** Materials provided follows **

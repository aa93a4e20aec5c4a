//! Order-preserving async map with a fixed number of in-flight transforms.
use futures::future::try_join_all;
use std::future::Future;
use std::num::NonZeroUsize;
use std::sync::{Mutex, PoisonError};

/// Applies `transform` to every item, running at most `limit` transforms
/// at a time, and returns the results in input order.
///
/// `limit` workers drain a shared queue of items; a worker claims the
/// next item only after its previous transform finished. The first error
/// to complete is returned and every other worker is dropped, so nothing
/// new starts after a failure.
pub async fn map_bounded<T, R, E, F, Fut>(
    items: impl IntoIterator<Item = T>,
    limit: NonZeroUsize,
    transform: F,
) -> Result<Vec<R>, E>
where
    F: Fn(T) -> Fut,
    Fut: Future<Output = Result<R, E>>,
{
    let items: Vec<T> = items.into_iter().collect();
    let len = items.len();
    if len == 0 {
        return Ok(Vec::new());
    }
    let queue = Mutex::new(items.into_iter().enumerate());
    let transform = &transform;
    let queue = &queue;
    let workers = (0..limit.get().min(len)).map(|_| async move {
        let mut done = Vec::new();
        loop {
            let next = queue.lock().unwrap_or_else(PoisonError::into_inner).next();
            let Some((index, item)) = next else {
                break;
            };
            done.push((index, transform(item).await?));
        }
        Ok::<_, E>(done)
    });
    let mut results: Vec<(usize, R)> = try_join_all(workers)
        .await?
        .into_iter()
        .flatten()
        .collect();
    results.sort_unstable_by_key(|(index, _)| *index);
    Ok(results.into_iter().map(|(_, result)| result).collect())
}

#[cfg(test)]
mod test {
    use super::*;
    use std::sync::atomic::{AtomicUsize, Ordering};
    use std::time::Duration;
    use tokio::time::sleep;

    fn limit(n: usize) -> NonZeroUsize {
        NonZeroUsize::new(n).unwrap()
    }

    #[tokio::test]
    async fn test_preserves_input_order() {
        // Later items finish first.
        let items = vec![40u64, 30, 20, 10, 0];
        for k in 1..=6 {
            let results = map_bounded(items.clone(), limit(k), |delay| async move {
                sleep(Duration::from_millis(delay)).await;
                Ok::<_, ()>(delay * 2)
            })
            .await
            .unwrap();
            assert_eq!(results, vec![80, 60, 40, 20, 0]);
        }
    }

    #[tokio::test]
    async fn test_empty_input_never_calls_transform() {
        let calls = AtomicUsize::new(0);
        let results: Vec<u32> = map_bounded(Vec::<u32>::new(), limit(3), |n| {
            calls.fetch_add(1, Ordering::SeqCst);
            async move { Ok::<_, ()>(n) }
        })
        .await
        .unwrap();
        assert!(results.is_empty());
        assert_eq!(calls.load(Ordering::SeqCst), 0);
    }

    #[tokio::test]
    async fn test_never_exceeds_limit() {
        let in_flight = AtomicUsize::new(0);
        let max_in_flight = AtomicUsize::new(0);
        let results = map_bounded(0..20u64, limit(3), |n| {
            let in_flight = &in_flight;
            let max_in_flight = &max_in_flight;
            async move {
                let now = in_flight.fetch_add(1, Ordering::SeqCst) + 1;
                max_in_flight.fetch_max(now, Ordering::SeqCst);
                sleep(Duration::from_millis(2 + n % 4)).await;
                in_flight.fetch_sub(1, Ordering::SeqCst);
                Ok::<_, ()>(n)
            }
        })
        .await
        .unwrap();
        assert_eq!(results, (0..20).collect::<Vec<_>>());
        assert_eq!(max_in_flight.load(Ordering::SeqCst), 3);
    }

    #[tokio::test]
    async fn test_limit_above_len_runs_everything_at_once() {
        let in_flight = AtomicUsize::new(0);
        let max_in_flight = AtomicUsize::new(0);
        map_bounded(0..4u64, limit(30), |n| {
            let in_flight = &in_flight;
            let max_in_flight = &max_in_flight;
            async move {
                let now = in_flight.fetch_add(1, Ordering::SeqCst) + 1;
                max_in_flight.fetch_max(now, Ordering::SeqCst);
                sleep(Duration::from_millis(10)).await;
                in_flight.fetch_sub(1, Ordering::SeqCst);
                Ok::<_, ()>(n)
            }
        })
        .await
        .unwrap();
        assert_eq!(max_in_flight.load(Ordering::SeqCst), 4);
    }

    #[tokio::test]
    async fn test_failure_stops_new_transforms() {
        let calls = AtomicUsize::new(0);
        let result = map_bounded(vec![1, 2, 3, 4], limit(1), |n| {
            calls.fetch_add(1, Ordering::SeqCst);
            async move {
                match n {
                    2 => Err(format!("item {n} failed")),
                    _ => Ok(n),
                }
            }
        })
        .await;
        assert_eq!(result, Err("item 2 failed".to_owned()));
        assert_eq!(calls.load(Ordering::SeqCst), 2);
    }

    #[tokio::test]
    async fn test_first_completed_failure_wins() {
        let result = map_bounded(
            vec![(50u64, "slow"), (5, "fast")],
            limit(2),
            |(delay, name)| async move {
                sleep(Duration::from_millis(delay)).await;
                Err::<(), _>(name)
            },
        )
        .await;
        assert_eq!(result, Err("fast"));
    }
}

** End of Materials provided **

» Activity:
Word for word, output the lines of the data from its first line through the line where "The first error" appears, and stop there.

» Solved problem:
repository aa93a4e20aec5c4a
//! Order-preserving async map with a fixed number of in-flight transforms.
use futures::future::try_join_all;
use std::future::Future;
use std::num::NonZeroUsize;
use std::sync::{Mutex, PoisonError};

/// Applies `transform` to every item, running at most `limit` transforms
/// at a time, and returns the results in input order.
///
/// `limit` workers drain a shared queue of items; a worker claims the
/// next item only after its previous transform finished. The first error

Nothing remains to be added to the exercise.